Study material

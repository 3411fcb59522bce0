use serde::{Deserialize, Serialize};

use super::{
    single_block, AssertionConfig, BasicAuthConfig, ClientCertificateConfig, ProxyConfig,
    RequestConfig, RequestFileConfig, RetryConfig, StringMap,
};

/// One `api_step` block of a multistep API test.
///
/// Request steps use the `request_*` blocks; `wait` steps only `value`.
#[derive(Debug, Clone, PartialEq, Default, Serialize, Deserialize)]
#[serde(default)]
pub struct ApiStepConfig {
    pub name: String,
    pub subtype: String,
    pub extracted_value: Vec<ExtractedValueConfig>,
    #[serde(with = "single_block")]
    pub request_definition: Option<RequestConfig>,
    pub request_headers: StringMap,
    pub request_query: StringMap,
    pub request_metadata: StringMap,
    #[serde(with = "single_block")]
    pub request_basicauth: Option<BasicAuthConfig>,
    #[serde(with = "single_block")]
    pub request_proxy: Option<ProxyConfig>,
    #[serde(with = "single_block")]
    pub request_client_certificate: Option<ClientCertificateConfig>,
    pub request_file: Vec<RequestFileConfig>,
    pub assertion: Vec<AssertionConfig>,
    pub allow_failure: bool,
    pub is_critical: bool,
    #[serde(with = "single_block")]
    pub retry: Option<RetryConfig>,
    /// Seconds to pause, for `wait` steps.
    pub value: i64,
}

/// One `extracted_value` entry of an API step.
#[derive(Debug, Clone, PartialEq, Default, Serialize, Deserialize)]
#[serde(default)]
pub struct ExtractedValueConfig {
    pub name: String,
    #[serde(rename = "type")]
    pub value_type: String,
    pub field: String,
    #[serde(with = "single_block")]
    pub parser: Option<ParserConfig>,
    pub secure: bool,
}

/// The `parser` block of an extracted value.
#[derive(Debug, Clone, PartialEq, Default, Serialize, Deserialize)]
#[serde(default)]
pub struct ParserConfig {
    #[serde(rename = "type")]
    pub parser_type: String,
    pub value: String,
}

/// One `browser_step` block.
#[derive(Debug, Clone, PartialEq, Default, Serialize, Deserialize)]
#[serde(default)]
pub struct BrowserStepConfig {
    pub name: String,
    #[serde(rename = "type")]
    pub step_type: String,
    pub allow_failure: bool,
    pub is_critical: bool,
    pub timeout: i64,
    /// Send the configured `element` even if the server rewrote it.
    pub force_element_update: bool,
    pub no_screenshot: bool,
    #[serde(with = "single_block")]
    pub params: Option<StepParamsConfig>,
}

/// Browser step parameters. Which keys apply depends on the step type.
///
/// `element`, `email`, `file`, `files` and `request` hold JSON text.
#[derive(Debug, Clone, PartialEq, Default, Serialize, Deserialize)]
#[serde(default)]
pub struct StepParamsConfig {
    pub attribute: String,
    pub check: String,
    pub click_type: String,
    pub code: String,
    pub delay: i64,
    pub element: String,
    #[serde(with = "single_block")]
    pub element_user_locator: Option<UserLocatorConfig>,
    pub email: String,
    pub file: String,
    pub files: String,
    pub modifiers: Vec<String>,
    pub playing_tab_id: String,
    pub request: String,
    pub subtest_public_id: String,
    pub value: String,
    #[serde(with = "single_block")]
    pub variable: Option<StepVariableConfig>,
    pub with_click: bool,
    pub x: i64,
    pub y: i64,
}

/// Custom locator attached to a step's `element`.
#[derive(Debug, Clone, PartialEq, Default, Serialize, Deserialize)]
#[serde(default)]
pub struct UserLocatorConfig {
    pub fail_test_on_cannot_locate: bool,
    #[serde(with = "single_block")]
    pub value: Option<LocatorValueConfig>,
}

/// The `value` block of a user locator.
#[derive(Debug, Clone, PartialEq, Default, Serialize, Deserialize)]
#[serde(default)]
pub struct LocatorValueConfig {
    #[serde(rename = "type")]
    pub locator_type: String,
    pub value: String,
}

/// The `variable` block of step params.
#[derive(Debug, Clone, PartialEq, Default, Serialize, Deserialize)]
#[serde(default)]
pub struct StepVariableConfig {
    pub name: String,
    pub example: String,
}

Task goal
Return the complete material exactly as it appears.

Output
repository 3411fcb59522bce0
use serde::{Deserialize, Serialize};

use super::{
    single_block, AssertionConfig, BasicAuthConfig, ClientCertificateConfig, ProxyConfig,
    RequestConfig, RequestFileConfig, RetryConfig, StringMap,
};

/// One `api_step` block of a multistep API test.
///
/// Request steps use the `request_*` blocks; `wait` steps only `value`.
#[derive(Debug, Clone, PartialEq, Default, Serialize, Deserialize)]
#[serde(default)]
pub struct ApiStepConfig {
    pub name: String,
    pub subtype: String,
    pub extracted_value: Vec<ExtractedValueConfig>,
    #[serde(with = "single_block")]
    pub request_definition: Option<RequestConfig>,
    pub request_headers: StringMap,
    pub request_query: StringMap,
    pub request_metadata: StringMap,
    #[serde(with = "single_block")]
    pub request_basicauth: Option<BasicAuthConfig>,
    #[serde(with = "single_block")]
    pub request_proxy: Option<ProxyConfig>,
    #[serde(with = "single_block")]
    pub request_client_certificate: Option<ClientCertificateConfig>,
    pub request_file: Vec<RequestFileConfig>,
    pub assertion: Vec<AssertionConfig>,
    pub allow_failure: bool,
    pub is_critical: bool,
    #[serde(with = "single_block")]
    pub retry: Option<RetryConfig>,
    /// Seconds to pause, for `wait` steps.
    pub value: i64,
}

/// One `extracted_value` entry of an API step.
#[derive(Debug, Clone, PartialEq, Default, Serialize, Deserialize)]
#[serde(default)]
pub struct ExtractedValueConfig {
    pub name: String,
    #[serde(rename = "type")]
    pub value_type: String,
    pub field: String,
    #[serde(with = "single_block")]
    pub parser: Option<ParserConfig>,
    pub secure: bool,
}

/// The `parser` block of an extracted value.
#[derive(Debug, Clone, PartialEq, Default, Serialize, Deserialize)]
#[serde(default)]
pub struct ParserConfig {
    #[serde(rename = "type")]
    pub parser_type: String,
    pub value: String,
}

/// One `browser_step` block.
#[derive(Debug, Clone, PartialEq, Default, Serialize, Deserialize)]
#[serde(default)]
pub struct BrowserStepConfig {
    pub name: String,
    #[serde(rename = "type")]
    pub step_type: String,
    pub allow_failure: bool,
    pub is_critical: bool,
    pub timeout: i64,
    /// Send the configured `element` even if the server rewrote it.
    pub force_element_update: bool,
    pub no_screenshot: bool,
    #[serde(with = "single_block")]
    pub params: Option<StepParamsConfig>,
}

/// Browser step parameters. Which keys apply depends on the step type.
///
/// `element`, `email`, `file`, `files` and `request` hold JSON text.
#[derive(Debug, Clone, PartialEq, Default, Serialize, Deserialize)]
#[serde(default)]
pub struct StepParamsConfig {
    pub attribute: String,
    pub check: String,
    pub click_type: String,
    pub code: String,
    pub delay: i64,
    pub element: String,
    #[serde(with = "single_block")]
    pub element_user_locator: Option<UserLocatorConfig>,
    pub email: String,
    pub file: String,
    pub files: String,
    pub modifiers: Vec<String>,
    pub playing_tab_id: String,
    pub request: String,
    pub subtest_public_id: String,
    pub value: String,
    #[serde(with = "single_block")]
    pub variable: Option<StepVariableConfig>,
    pub with_click: bool,
    pub x: i64,
    pub y: i64,
}

/// Custom locator attached to a step's `element`.
#[derive(Debug, Clone, PartialEq, Default, Serialize, Deserialize)]
#[serde(default)]
pub struct UserLocatorConfig {
    pub fail_test_on_cannot_locate: bool,
    #[serde(with = "single_block")]
    pub value: Option<LocatorValueConfig>,
}

/// The `value` block of a user locator.
#[derive(Debug, Clone, PartialEq, Default, Serialize, Deserialize)]
#[serde(default)]
pub struct LocatorValueConfig {
    #[serde(rename = "type")]
    pub locator_type: String,
    pub value: String,
}

/// The `variable` block of step params.
#[derive(Debug, Clone, PartialEq, Default, Serialize, Deserialize)]
#[serde(default)]
pub struct StepVariableConfig {
    pub name: String,
    pub example: String,
}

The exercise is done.